AT&T’s position was reiterated this morning by AT&T Senior EVP and CFO John Stephens at the Cowen and Company Technology, Media, and Telecom conference. Speaking about why fixed 5G isn’t as attractive to AT&T, Stephens pointed to doubts around the business case.

“Challenges for us, it’s not the network and the team can build it or they have the knowledge, they can,” Stephens said. “It’s the cost efficiency.”

Stephens said, it’s not the last mile that troubles AT&T, it’s the backhaul, particularly in urban environments. High bandwidth fixed 5G service, where gigabit speeds typically are being promised will need fiber backhaul to the core network to meet those promises. Getting fiber to all of those small cells and 5G access points is expensive. Apparently too expensive for AT&T.

john stephens at&t
John Stephens

“In a general residential broadband solution, the economics for us don’t seem to work,” he said.

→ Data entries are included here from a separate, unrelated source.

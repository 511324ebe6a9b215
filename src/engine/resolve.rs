//! Pool resolution.
//!
//! Turns the text of one module-pool token into pool descriptors. The text is
//! looked up in a fixed order:
//!
//! ```text
//! "ALL_VANILLA"            exact aggregate keyword  -> Aggregate
//! "profile:Hard"           profile prefix (any case) -> Profile
//! "Wires, Keypad + Maze"   anything else            -> Explicit, id by id
//! ```
//!
//! Unknown and disabled ids are reported one by one; the remaining ids of the
//! same pool still resolve.
//!
//! A plain pool becomes one descriptor holding the whole set. A unique pool
//! (`!`) becomes `count` one-module descriptors drawn without replacement from
//! the candidates, so no module repeats across them.

use log::debug;
use rand::Rng;
use rand::seq::SliceRandom;

use crate::catalog::{Classification, ModuleCatalog, ProfileRegistry};
use crate::error::Diagnostic;
use crate::mission::{AggregatePool, ModulePoolSpec, ModuleRef, PoolContent};

/// Result of resolving one pool token.
#[derive(Debug, Clone, PartialEq, Eq)]
pub(crate) struct ResolvedPool {
    pub pools: Vec<ModulePoolSpec>,
    pub has_solvable: bool,
    /// Profile the pool referenced, when it exists.
    pub profile: Option<String>,
}

/// Where the modules of a pool come from, before the unique split.
enum Source {
    Aggregate(AggregatePool),
    Profile { name: String, needy: bool, modules: Vec<ModuleRef> },
    Explicit(Vec<ModuleRef>),
}

impl Source {
    fn has_solvable(&self) -> bool {
        match self {
            Source::Aggregate(pool) => !pool.is_needy(),
            Source::Profile { needy, modules, .. } => !needy && !modules.is_empty(),
            Source::Explicit(modules) => modules.iter().any(|m| m.class.is_solvable()),
        }
    }
}

pub(crate) struct PoolResolver<'a> {
    catalog: &'a ModuleCatalog,
    profiles: &'a ProfileRegistry,
}

/// `text` without `prefix`, compared ASCII case-insensitively.
fn strip_prefix_ignore_case<'t>(text: &'t str, prefix: &str) -> Option<&'t str> {
    let head = text.get(..prefix.len())?;
    head.eq_ignore_ascii_case(prefix).then(|| &text[prefix.len()..])
}

impl<'a> PoolResolver<'a> {
    pub(crate) fn new(catalog: &'a ModuleCatalog, profiles: &'a ProfileRegistry) -> Self {
        Self { catalog, profiles }
    }

    /// Resolve normalized pool text into descriptors, appending any problems
    /// to `diagnostics`.
    pub(crate) fn resolve<R: Rng + ?Sized>(
        &self,
        body: &str,
        count: u32,
        unique: bool,
        rng: &mut R,
        diagnostics: &mut Vec<Diagnostic>,
    ) -> ResolvedPool {
        let source = self.lookup(body, diagnostics);
        let has_solvable = source.has_solvable();
        let profile = match &source {
            Source::Profile { name, .. } if self.profiles.get(name).is_some() => Some(name.clone()),
            _ => None,
        };

        let pools = if unique {
            self.unique_pools(source, count, rng, diagnostics)
        } else {
            let content = match source {
                Source::Aggregate(pool) => PoolContent::Aggregate(pool),
                Source::Profile { name, needy, modules } => PoolContent::Profile { name, needy, modules },
                Source::Explicit(modules) => PoolContent::Explicit(modules),
            };
            vec![ModulePoolSpec { count, unique: false, content }]
        };

        ResolvedPool { pools, has_solvable, profile }
    }

    fn lookup(&self, body: &str, diagnostics: &mut Vec<Diagnostic>) -> Source {
        if let Some(pool) = AggregatePool::from_keyword(body) {
            return Source::Aggregate(pool);
        }

        if let Some(name) = strip_prefix_ignore_case(body, "profile:") {
            return self.profile(name, false, diagnostics);
        }
        if let Some(name) = strip_prefix_ignore_case(body, "needyprofile:") {
            return self.profile(name, true, diagnostics);
        }

        let mut modules = Vec::new();
        for id in body.split([',', '+']).map(str::trim) {
            match self.catalog.classify(id) {
                Classification::Known(class) => modules.push(ModuleRef::new(id, class)),
                Classification::Disabled => diagnostics.push(Diagnostic::DisabledModule(id.to_string())),
                Classification::Unknown => diagnostics.push(Diagnostic::UnknownModule(id.to_string())),
            }
        }
        Source::Explicit(modules)
    }

    fn profile(&self, name: &str, needy: bool, diagnostics: &mut Vec<Diagnostic>) -> Source {
        let Some(profile) = self.profiles.get(name) else {
            diagnostics.push(Diagnostic::UnknownProfile(name.to_string()));
            return Source::Profile { name: name.to_string(), needy, modules: Vec::new() };
        };

        debug!("[resolve] profile {name} disables: {:?}", profile.disabled);
        let modules = profile.enabled_modules(self.catalog, needy);
        if modules.is_empty() {
            diagnostics.push(Diagnostic::EmptyProfile(name.to_string()));
        }
        Source::Profile { name: name.to_string(), needy, modules }
    }

    fn unique_pools<R: Rng + ?Sized>(
        &self,
        source: Source,
        count: u32,
        rng: &mut R,
        diagnostics: &mut Vec<Diagnostic>,
    ) -> Vec<ModulePoolSpec> {
        let mut candidates = match source {
            Source::Aggregate(pool) => self.catalog.expand(pool),
            Source::Profile { modules, .. } | Source::Explicit(modules) => modules,
        };
        let mut seen = std::collections::HashSet::new();
        candidates.retain(|m| seen.insert(m.id.clone()));

        if candidates.is_empty() {
            diagnostics.push(Diagnostic::NoValidModules);
        } else if candidates.len() < count as usize {
            diagnostics.push(Diagnostic::UniqueShortfall { requested: count, found: candidates.len() });
        }

        candidates
            .choose_multiple(rng, count as usize)
            .map(|module| ModulePoolSpec {
                count: 1,
                unique: true,
                content: PoolContent::Explicit(vec![module.clone()]),
            })
            .collect()
    }
}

Verizon, on the other hand, says the opportunity for residential broadband via 5G fixed wireless looks quite bright. They’re on record, saying they see an opportunity with 30 million locations across the country, which are outside of their Fios FTTP markets.

Verizon has admitted, this will require a tremendous investment in fiber, enough to string fiber to Mars and back. Verizon CEO Lowell McAdam says the fiber required for Verizon’s 5G plans will have them construct the largest fiber network in the country.

It would be interesting to compare Verizon and AT&T spreadsheets. Perhaps that fiber investment doesn’t add up for AT&T. In fact, Stephens suggested a better path for AT&T would be to upgrade the 30 million locations where the formerly known as U-verse FTTN service is currently available to FTTP.

Verizon says they would be deploying all of this fiber anyway for their mobile 5G service, so why not layer fixed 5G on it first. It’s the same network they argue. But to AT&T’s defense, not everyone is convinced that fixed 5G makes sense.

In a recent research report, New Street Research said Verizon would have to spend $35 billion in capex for a fixed 5G network to gain 8 million subscribers, suggesting it was a modest competitive threat for residential broadband, at best.

So is Verizon bluffing? Do they really see something AT&T does not? There’s been a lot of ‘slideware’ devoted to fixed 5G at this scale, but until we see fixed 5G markets go live at the pace Verizon suggests, the debate will continue.